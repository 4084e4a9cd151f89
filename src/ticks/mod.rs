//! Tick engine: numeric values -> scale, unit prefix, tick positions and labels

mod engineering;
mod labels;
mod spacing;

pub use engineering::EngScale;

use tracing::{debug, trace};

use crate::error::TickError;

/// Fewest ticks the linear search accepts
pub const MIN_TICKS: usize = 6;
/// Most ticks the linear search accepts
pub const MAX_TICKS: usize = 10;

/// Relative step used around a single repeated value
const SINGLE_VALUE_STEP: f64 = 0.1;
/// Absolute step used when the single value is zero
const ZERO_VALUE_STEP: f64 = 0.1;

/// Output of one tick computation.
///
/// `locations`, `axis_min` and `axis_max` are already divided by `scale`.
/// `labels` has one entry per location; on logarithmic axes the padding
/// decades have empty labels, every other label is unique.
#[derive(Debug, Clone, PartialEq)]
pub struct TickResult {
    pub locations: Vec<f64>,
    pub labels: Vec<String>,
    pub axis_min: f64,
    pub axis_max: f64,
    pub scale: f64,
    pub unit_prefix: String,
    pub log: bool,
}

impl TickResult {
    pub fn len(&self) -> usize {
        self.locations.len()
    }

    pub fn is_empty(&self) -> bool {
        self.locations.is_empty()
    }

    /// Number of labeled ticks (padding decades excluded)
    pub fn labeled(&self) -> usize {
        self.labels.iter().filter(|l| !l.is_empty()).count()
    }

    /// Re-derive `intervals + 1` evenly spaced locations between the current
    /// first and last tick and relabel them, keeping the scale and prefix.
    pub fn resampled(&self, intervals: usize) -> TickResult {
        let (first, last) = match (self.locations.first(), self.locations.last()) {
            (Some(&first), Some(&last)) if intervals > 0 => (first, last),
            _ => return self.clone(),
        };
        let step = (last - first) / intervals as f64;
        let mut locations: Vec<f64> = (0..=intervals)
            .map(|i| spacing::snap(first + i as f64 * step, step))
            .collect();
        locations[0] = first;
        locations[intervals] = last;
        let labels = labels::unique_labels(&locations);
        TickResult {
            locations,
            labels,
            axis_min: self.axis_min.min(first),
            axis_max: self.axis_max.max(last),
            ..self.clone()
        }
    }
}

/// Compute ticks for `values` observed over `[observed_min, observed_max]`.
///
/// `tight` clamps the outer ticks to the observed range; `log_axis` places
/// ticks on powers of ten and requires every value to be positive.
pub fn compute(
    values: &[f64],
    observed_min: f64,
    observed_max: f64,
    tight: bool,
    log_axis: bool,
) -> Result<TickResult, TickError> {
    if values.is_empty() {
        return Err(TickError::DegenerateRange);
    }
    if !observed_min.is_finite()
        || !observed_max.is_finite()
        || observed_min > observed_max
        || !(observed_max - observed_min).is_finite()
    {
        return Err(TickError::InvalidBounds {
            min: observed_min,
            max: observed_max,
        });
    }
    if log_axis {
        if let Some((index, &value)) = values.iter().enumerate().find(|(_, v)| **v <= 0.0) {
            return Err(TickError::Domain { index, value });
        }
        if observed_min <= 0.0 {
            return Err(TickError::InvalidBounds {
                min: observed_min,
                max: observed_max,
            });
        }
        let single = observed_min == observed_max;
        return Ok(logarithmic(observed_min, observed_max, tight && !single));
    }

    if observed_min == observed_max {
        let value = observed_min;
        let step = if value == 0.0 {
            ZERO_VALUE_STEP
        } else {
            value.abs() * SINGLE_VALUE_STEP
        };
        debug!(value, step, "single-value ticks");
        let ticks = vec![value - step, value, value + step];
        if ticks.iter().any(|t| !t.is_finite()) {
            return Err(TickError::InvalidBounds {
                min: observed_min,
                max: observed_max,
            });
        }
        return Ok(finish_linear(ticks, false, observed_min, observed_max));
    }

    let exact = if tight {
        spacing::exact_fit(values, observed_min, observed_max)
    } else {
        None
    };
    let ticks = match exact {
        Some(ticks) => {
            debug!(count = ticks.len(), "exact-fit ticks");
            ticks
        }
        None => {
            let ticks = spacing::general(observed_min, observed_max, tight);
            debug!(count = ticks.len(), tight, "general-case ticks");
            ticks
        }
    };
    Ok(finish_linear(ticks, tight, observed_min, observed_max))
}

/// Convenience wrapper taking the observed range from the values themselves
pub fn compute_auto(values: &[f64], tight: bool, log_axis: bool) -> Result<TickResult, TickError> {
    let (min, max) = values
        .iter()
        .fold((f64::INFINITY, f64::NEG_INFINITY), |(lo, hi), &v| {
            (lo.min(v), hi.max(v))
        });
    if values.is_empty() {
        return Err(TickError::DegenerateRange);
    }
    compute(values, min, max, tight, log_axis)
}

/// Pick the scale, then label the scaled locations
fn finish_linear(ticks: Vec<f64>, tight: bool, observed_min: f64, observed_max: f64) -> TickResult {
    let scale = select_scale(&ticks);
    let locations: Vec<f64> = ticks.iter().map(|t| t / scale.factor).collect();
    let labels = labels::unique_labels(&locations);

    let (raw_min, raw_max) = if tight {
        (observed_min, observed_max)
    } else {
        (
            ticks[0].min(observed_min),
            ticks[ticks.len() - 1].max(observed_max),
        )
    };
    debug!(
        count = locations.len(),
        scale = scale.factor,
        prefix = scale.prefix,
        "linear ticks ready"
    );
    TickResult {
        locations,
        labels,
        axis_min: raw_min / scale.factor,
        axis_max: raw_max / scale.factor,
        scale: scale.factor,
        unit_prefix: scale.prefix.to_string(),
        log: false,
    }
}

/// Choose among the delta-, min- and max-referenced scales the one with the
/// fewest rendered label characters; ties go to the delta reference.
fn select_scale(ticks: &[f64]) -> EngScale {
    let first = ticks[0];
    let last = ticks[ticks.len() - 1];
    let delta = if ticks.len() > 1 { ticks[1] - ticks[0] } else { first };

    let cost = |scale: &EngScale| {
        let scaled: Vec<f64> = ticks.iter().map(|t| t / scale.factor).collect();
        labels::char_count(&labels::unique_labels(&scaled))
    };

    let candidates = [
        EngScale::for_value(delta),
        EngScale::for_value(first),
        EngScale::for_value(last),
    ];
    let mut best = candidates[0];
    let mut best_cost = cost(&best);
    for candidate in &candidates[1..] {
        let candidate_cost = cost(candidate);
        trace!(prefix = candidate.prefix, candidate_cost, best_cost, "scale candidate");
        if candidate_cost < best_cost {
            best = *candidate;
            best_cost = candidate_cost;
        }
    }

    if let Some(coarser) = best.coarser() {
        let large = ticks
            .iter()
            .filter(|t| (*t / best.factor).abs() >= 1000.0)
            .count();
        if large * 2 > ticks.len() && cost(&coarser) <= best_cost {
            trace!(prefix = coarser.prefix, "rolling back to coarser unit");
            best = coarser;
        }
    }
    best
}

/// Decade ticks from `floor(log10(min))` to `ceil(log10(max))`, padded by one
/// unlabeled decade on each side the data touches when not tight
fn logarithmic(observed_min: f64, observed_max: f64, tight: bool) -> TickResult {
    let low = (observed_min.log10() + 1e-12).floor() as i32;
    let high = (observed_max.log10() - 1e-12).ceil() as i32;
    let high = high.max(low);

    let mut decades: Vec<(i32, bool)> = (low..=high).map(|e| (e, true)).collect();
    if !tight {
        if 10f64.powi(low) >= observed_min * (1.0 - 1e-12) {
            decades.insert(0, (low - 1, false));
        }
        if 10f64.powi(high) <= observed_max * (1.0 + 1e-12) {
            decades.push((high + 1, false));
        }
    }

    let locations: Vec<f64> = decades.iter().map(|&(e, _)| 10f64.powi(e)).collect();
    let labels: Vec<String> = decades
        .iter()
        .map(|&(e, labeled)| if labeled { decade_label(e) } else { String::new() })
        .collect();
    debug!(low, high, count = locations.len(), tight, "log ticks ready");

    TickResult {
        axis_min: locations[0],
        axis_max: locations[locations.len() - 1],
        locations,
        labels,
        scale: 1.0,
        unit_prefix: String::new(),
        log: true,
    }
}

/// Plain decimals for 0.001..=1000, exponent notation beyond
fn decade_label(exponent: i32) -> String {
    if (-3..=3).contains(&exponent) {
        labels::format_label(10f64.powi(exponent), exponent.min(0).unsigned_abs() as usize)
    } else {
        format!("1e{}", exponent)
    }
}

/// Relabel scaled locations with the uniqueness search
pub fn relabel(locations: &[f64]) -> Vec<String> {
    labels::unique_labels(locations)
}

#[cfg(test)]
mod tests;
::::
#### Exercise prompt:
Restate word for word the lines in the material above from the one with "the delta reference." to the one with "let mut best_cost = cost(&best);"; both of those lines count, and nothing else does.

#### Problem solution:
/// fewest rendered label characters; ties go to the delta reference.
fn select_scale(ticks: &[f64]) -> EngScale {
    let first = ticks[0];
    let last = ticks[ticks.len() - 1];
    let delta = if ticks.len() > 1 { ticks[1] - ticks[0] } else { first };

    let cost = |scale: &EngScale| {
        let scaled: Vec<f64> = ticks.iter().map(|t| t / scale.factor).collect();
        labels::char_count(&labels::unique_labels(&scaled))
    };

    let candidates = [
        EngScale::for_value(delta),
        EngScale::for_value(first),
        EngScale::for_value(last),
    ];
    let mut best = candidates[0];
    let mut best_cost = cost(&best);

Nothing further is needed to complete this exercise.